**ENTRIES SHOWN:**
___

//! Per-page list controller

use super::field::Record;
use super::pipeline::{compute_visible_page, VisiblePage};
use super::query::{ListQuery, SearchScope};
use crate::config::ListingSettings;
use crate::error::{CoreError, CoreResult};

/// Holds the fixed parts of one list page (searchable columns, page sizes)
/// and runs the pipeline against whatever records the page currently has.
#[derive(Debug, Clone)]
pub struct TabularListController {
    scope: SearchScope,
    default_page_size: usize,
    page_size_options: Vec<usize>,
}

impl TabularListController {
    pub fn new(scope: SearchScope, default_page_size: usize) -> CoreResult<Self> {
        if default_page_size == 0 {
            return Err(CoreError::invalid("default_page_size", "must be > 0"));
        }
        Ok(Self {
            scope,
            default_page_size,
            page_size_options: vec![default_page_size],
        })
    }

    pub fn from_settings(settings: &ListingSettings) -> CoreResult<Self> {
        let mut controller = Self::new(
            SearchScope::from_fields(&settings.search_fields),
            settings.default_page_size,
        )?;
        controller.page_size_options = settings
            .page_size_options
            .iter()
            .copied()
            .filter(|size| *size > 0)
            .collect();
        if !controller.page_size_options.contains(&settings.default_page_size) {
            controller.page_size_options.push(settings.default_page_size);
            controller.page_size_options.sort_unstable();
        }
        Ok(controller)
    }

    /// Override the searchable columns, e.g. for a page that searches by id
    pub fn with_scope(mut self, scope: SearchScope) -> Self {
        self.scope = scope;
        self
    }

    pub fn scope(&self) -> &SearchScope {
        &self.scope
    }

    pub fn page_size_options(&self) -> &[usize] {
        &self.page_size_options
    }

    /// Initial view state for the page
    pub fn initial_query(&self) -> ListQuery {
        ListQuery::new(self.default_page_size)
    }

    /// Apply a rows-per-page change, accepting only offered sizes
    pub fn change_page_size(&self, query: &mut ListQuery, size: usize) -> CoreResult<()> {
        if !self.page_size_options.contains(&size) {
            return Err(CoreError::invalid(
                "page.size",
                format!("{} is not one of {:?}", size, self.page_size_options),
            ));
        }
        query.set_page_size(size)
    }

    pub fn visible_page<'a, R: Record>(&self, records: &'a [R], query: &ListQuery) -> CoreResult<VisiblePage<&'a R>> {
        compute_visible_page(records, query, &self.scope)
    }
}

impl Default for TabularListController {
    fn default() -> Self {
        Self {
            scope: SearchScope::AllFields,
            default_page_size: 10,
            page_size_options: vec![10],
        }
    }
}
//! Error kinds shared by the projection and listing cores

use thiserror::Error;

/// Errors raised by the pure cores.
///
/// Both cores validate their input up front, so an error always means
/// nothing was computed.
#[derive(Debug, Clone, PartialEq, Error)]
pub enum CoreError {
    #[error("invalid argument `{name}`: {reason}")]
    InvalidArgument { name: &'static str, reason: String },
}

impl CoreError {
    pub(crate) fn invalid(name: &'static str, reason: impl Into<String>) -> Self {
        CoreError::InvalidArgument {
            name,
            reason: reason.into(),
        }
    }
}

pub type CoreResult<T> = Result<T, CoreError>;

___

**WORK ITEM:** The complete data above is to be written out again as it stands.

**RESULT FOR THIS EXERCISE:**
//! Per-page list controller

use super::field::Record;
use super::pipeline::{compute_visible_page, VisiblePage};
use super::query::{ListQuery, SearchScope};
use crate::config::ListingSettings;
use crate::error::{CoreError, CoreResult};

/// Holds the fixed parts of one list page (searchable columns, page sizes)
/// and runs the pipeline against whatever records the page currently has.
#[derive(Debug, Clone)]
pub struct TabularListController {
    scope: SearchScope,
    default_page_size: usize,
    page_size_options: Vec<usize>,
}

impl TabularListController {
    pub fn new(scope: SearchScope, default_page_size: usize) -> CoreResult<Self> {
        if default_page_size == 0 {
            return Err(CoreError::invalid("default_page_size", "must be > 0"));
        }
        Ok(Self {
            scope,
            default_page_size,
            page_size_options: vec![default_page_size],
        })
    }

    pub fn from_settings(settings: &ListingSettings) -> CoreResult<Self> {
        let mut controller = Self::new(
            SearchScope::from_fields(&settings.search_fields),
            settings.default_page_size,
        )?;
        controller.page_size_options = settings
            .page_size_options
            .iter()
            .copied()
            .filter(|size| *size > 0)
            .collect();
        if !controller.page_size_options.contains(&settings.default_page_size) {
            controller.page_size_options.push(settings.default_page_size);
            controller.page_size_options.sort_unstable();
        }
        Ok(controller)
    }

    /// Override the searchable columns, e.g. for a page that searches by id
    pub fn with_scope(mut self, scope: SearchScope) -> Self {
        self.scope = scope;
        self
    }

    pub fn scope(&self) -> &SearchScope {
        &self.scope
    }

    pub fn page_size_options(&self) -> &[usize] {
        &self.page_size_options
    }

    /// Initial view state for the page
    pub fn initial_query(&self) -> ListQuery {
        ListQuery::new(self.default_page_size)
    }

    /// Apply a rows-per-page change, accepting only offered sizes
    pub fn change_page_size(&self, query: &mut ListQuery, size: usize) -> CoreResult<()> {
        if !self.page_size_options.contains(&size) {
            return Err(CoreError::invalid(
                "page.size",
                format!("{} is not one of {:?}", size, self.page_size_options),
            ));
        }
        query.set_page_size(size)
    }

    pub fn visible_page<'a, R: Record>(&self, records: &'a [R], query: &ListQuery) -> CoreResult<VisiblePage<&'a R>> {
        compute_visible_page(records, query, &self.scope)
    }
}

impl Default for TabularListController {
    fn default() -> Self {
        Self {
            scope: SearchScope::AllFields,
            default_page_size: 10,
            page_size_options: vec![10],
        }
    }
}
//! Error kinds shared by the projection and listing cores

use thiserror::Error;

/// Errors raised by the pure cores.
///
/// Both cores validate their input up front, so an error always means
/// nothing was computed.
#[derive(Debug, Clone, PartialEq, Error)]
pub enum CoreError {
    #[error("invalid argument `{name}`: {reason}")]
    InvalidArgument { name: &'static str, reason: String },
}

impl CoreError {
    pub(crate) fn invalid(name: &'static str, reason: impl Into<String>) -> Self {
        CoreError::InvalidArgument {
            name,
            reason: reason.into(),
        }
    }
}

pub type CoreResult<T> = Result<T, CoreError>;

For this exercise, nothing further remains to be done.